Aktuelle Markttrends deuten auf ein beschleunigtes Wachstum bei elektrischen Patientenliftern hin. Insbesondere in Pflegeheimen, Rehabilitationszentren und im Bereich der häuslichen Langzeitpflege bevorzugen immer mehr Anwender elektrische Modelle aufgrund ihrer einfachen Bedienung.


Kann ein Patientenlifter einen Rollstuhl ersetzen?

Nein. Ein Patientenlifter ist in erster Linie für den Transfer von Patienten konzipiert, ein Rollstuhl hingegen für die Mobilität; die beiden werden typischerweise zusammen verwendet.


Ist für die Bedienung eines elektrischen Patientenlifters eine professionelle Schulung erforderlich?

Im Allgemeinen können Anwender die Bedienung nach kurzer Einweisung erlernen. Die meisten modernen elektrischen Patientenlifter verfügen über intuitive Bedienfelder und Sicherheitssysteme und sind daher einfach zu bedienen.
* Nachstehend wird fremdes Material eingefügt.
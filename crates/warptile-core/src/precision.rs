use std::sync::atomic::{AtomicU16, AtomicU32, Ordering};

use half::{bf16, f16};
use num_traits::NumAssign;

/// Element type usable in kernel buffers.
///
/// Conversions route through `f32`, which is the widest register precision
/// the engine computes in.
pub trait Numeric:
    bytemuck::Pod + Copy + PartialEq + Send + Sync + std::fmt::Debug + NumAssign + 'static
{
    const NAME: &'static str;

    fn from_f32(value: f32) -> Self;
    fn to_f32(self) -> f32;

    /// Atomically adds `value` to the element behind `slot`.
    ///
    /// Realized as a compare-and-swap on the element's bit pattern, the
    /// portable equivalent of a hardware atomic accumulate.
    ///
    /// # Safety
    ///
    /// `slot` must be valid, properly aligned, and every concurrent access to
    /// it for the duration of the launch must go through this function.
    unsafe fn atomic_add(slot: *mut Self, value: Self);
}

impl Numeric for f32 {
    const NAME: &'static str = "f32";

    fn from_f32(value: f32) -> Self {
        value
    }

    fn to_f32(self) -> f32 {
        self
    }

    unsafe fn atomic_add(slot: *mut Self, value: Self) {
        let atomic = unsafe { &*(slot as *const AtomicU32) };
        let mut current = atomic.load(Ordering::Relaxed);
        loop {
            let updated = (f32::from_bits(current) + value).to_bits();
            match atomic.compare_exchange_weak(
                current,
                updated,
                Ordering::Relaxed,
                Ordering::Relaxed,
            ) {
                Ok(_) => break,
                Err(observed) => current = observed,
            }
        }
    }
}

macro_rules! impl_numeric_half {
    ($ty:ty, $name:literal) => {
        impl Numeric for $ty {
            const NAME: &'static str = $name;

            fn from_f32(value: f32) -> Self {
                <$ty>::from_f32(value)
            }

            fn to_f32(self) -> f32 {
                <$ty>::to_f32(self)
            }

            unsafe fn atomic_add(slot: *mut Self, value: Self) {
                let atomic = unsafe { &*(slot as *const AtomicU16) };
                let mut current = atomic.load(Ordering::Relaxed);
                loop {
                    let updated = (<$ty>::from_bits(current) + value).to_bits();
                    match atomic.compare_exchange_weak(
                        current,
                        updated,
                        Ordering::Relaxed,
                        Ordering::Relaxed,
                    ) {
                        Ok(_) => break,
                        Err(observed) => current = observed,
                    }
                }
            }
        }
    };
}

impl_numeric_half!(f16, "f16");
impl_numeric_half!(bf16, "bf16");

#[cfg(test)]
mod tests {
    use super::*;

    #[test]
    fn atomic_add_accumulates_f32() {
        let mut value = 1.0f32;
        unsafe {
            f32::atomic_add(&mut value, 2.5);
            f32::atomic_add(&mut value, -0.5);
        }
        assert_eq!(value, 3.0);
    }

    #[test]
    fn atomic_add_accumulates_f16() {
        let mut value = f16::from_f32(1.0);
        unsafe {
            f16::atomic_add(&mut value, f16::from_f32(2.0));
        }
        assert_eq!(value.to_f32(), 3.0);
    }

    #[test]
    fn conversions_round_trip_through_f32() {
        assert_eq!(f16::from_f32(0.5).to_f32(), 0.5);
        assert_eq!(bf16::from_f32(2.0).to_f32(), 2.0);
    }
}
Was ist die maximale Tragfähigkeit eines Patientenlifters?

Standardmodelle haben typischerweise eine Tragfähigkeit von 150 bis 200 kg, während professionelle, hochbelastbare elektrische Patientenlifter 300 kg, 350 kg oder sogar über 450 kg tragen können und somit den Pflegebedarf von stark übergewichtigen Patienten decken.